Pick every line out of the entries below that holds the string "bool", and report them.

Extracted records>
========================
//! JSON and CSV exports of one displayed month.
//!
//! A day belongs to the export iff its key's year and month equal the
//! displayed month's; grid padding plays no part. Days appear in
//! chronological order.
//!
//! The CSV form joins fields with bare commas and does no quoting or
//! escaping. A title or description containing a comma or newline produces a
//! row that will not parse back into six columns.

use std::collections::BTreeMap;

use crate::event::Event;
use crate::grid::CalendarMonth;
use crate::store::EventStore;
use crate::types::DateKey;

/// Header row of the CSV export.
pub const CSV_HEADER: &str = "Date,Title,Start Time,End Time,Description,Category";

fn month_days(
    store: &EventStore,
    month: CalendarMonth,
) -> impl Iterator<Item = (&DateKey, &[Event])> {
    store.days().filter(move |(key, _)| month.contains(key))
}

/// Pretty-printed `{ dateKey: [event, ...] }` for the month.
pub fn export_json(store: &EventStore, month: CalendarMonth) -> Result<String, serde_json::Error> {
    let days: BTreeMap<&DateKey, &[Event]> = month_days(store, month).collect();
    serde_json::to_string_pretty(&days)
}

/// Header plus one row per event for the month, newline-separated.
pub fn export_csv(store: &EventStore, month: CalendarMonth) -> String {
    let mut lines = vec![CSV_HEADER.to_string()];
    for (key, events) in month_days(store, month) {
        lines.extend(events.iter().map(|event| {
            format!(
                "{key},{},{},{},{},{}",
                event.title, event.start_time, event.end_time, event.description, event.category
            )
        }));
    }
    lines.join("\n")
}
========================
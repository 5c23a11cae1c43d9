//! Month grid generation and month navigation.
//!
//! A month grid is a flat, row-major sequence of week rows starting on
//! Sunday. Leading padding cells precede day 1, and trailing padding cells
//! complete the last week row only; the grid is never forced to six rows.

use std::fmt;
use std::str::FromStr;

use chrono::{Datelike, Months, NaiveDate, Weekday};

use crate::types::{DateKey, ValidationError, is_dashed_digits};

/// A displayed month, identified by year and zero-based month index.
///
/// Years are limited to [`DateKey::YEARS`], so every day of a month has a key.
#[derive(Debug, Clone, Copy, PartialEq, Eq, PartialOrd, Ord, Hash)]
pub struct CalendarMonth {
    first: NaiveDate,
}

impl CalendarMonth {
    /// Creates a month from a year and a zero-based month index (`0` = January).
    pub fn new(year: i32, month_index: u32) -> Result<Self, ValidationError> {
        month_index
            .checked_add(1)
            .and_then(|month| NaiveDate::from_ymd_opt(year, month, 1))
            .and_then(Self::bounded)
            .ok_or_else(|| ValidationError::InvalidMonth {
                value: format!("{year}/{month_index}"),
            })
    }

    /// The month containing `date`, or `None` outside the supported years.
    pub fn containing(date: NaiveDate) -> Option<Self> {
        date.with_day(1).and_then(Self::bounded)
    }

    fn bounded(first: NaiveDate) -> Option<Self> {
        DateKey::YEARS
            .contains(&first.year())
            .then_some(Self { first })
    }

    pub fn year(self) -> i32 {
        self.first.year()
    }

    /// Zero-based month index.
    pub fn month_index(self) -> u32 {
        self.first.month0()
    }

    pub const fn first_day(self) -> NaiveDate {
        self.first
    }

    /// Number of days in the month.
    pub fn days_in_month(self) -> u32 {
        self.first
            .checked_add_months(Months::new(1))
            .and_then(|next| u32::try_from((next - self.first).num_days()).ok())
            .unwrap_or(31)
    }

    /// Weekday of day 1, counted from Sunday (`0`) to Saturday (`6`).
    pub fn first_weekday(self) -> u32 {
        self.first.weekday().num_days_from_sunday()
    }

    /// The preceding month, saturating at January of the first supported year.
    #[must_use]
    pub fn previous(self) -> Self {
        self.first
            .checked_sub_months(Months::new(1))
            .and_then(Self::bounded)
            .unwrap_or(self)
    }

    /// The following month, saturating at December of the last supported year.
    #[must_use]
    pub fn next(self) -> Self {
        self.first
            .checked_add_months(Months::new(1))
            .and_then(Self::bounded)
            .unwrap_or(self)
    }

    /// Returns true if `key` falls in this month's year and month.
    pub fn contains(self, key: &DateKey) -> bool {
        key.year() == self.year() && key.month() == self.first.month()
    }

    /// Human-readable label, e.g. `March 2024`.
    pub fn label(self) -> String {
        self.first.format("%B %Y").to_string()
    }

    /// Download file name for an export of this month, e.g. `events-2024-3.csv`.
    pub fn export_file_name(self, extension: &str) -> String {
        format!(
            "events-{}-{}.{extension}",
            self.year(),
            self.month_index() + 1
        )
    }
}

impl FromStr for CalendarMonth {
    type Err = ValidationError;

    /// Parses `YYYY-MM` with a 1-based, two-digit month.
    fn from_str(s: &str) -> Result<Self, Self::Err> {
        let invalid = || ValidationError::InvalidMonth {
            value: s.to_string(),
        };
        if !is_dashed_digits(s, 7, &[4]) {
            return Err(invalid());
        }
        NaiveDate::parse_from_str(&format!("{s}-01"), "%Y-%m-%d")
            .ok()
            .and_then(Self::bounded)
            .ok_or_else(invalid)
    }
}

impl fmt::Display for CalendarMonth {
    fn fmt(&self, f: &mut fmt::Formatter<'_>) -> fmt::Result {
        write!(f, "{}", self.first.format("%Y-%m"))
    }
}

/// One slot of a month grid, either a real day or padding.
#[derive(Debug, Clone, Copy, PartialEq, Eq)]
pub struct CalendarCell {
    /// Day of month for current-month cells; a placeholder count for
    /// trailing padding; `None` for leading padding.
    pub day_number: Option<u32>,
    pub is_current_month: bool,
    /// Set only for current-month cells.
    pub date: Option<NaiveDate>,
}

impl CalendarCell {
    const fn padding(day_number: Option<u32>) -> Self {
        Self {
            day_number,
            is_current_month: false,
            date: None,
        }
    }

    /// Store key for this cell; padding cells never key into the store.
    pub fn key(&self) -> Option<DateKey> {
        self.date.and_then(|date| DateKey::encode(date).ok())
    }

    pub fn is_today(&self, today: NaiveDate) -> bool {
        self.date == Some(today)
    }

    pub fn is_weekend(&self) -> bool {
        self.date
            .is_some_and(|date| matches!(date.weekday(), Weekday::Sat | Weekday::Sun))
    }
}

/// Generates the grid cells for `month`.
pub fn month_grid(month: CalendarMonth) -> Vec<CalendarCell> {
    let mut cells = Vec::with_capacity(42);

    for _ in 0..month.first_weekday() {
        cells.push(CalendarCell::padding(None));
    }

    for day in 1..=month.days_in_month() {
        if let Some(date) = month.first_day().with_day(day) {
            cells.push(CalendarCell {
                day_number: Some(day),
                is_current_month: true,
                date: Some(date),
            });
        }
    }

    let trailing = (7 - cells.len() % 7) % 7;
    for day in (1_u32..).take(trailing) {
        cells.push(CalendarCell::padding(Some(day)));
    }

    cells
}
========================
Output>
    pub fn contains(self, key: &DateKey) -> bool {
    pub is_current_month: bool,
    pub fn is_today(&self, today: NaiveDate) -> bool {
    pub fn is_weekend(&self) -> bool {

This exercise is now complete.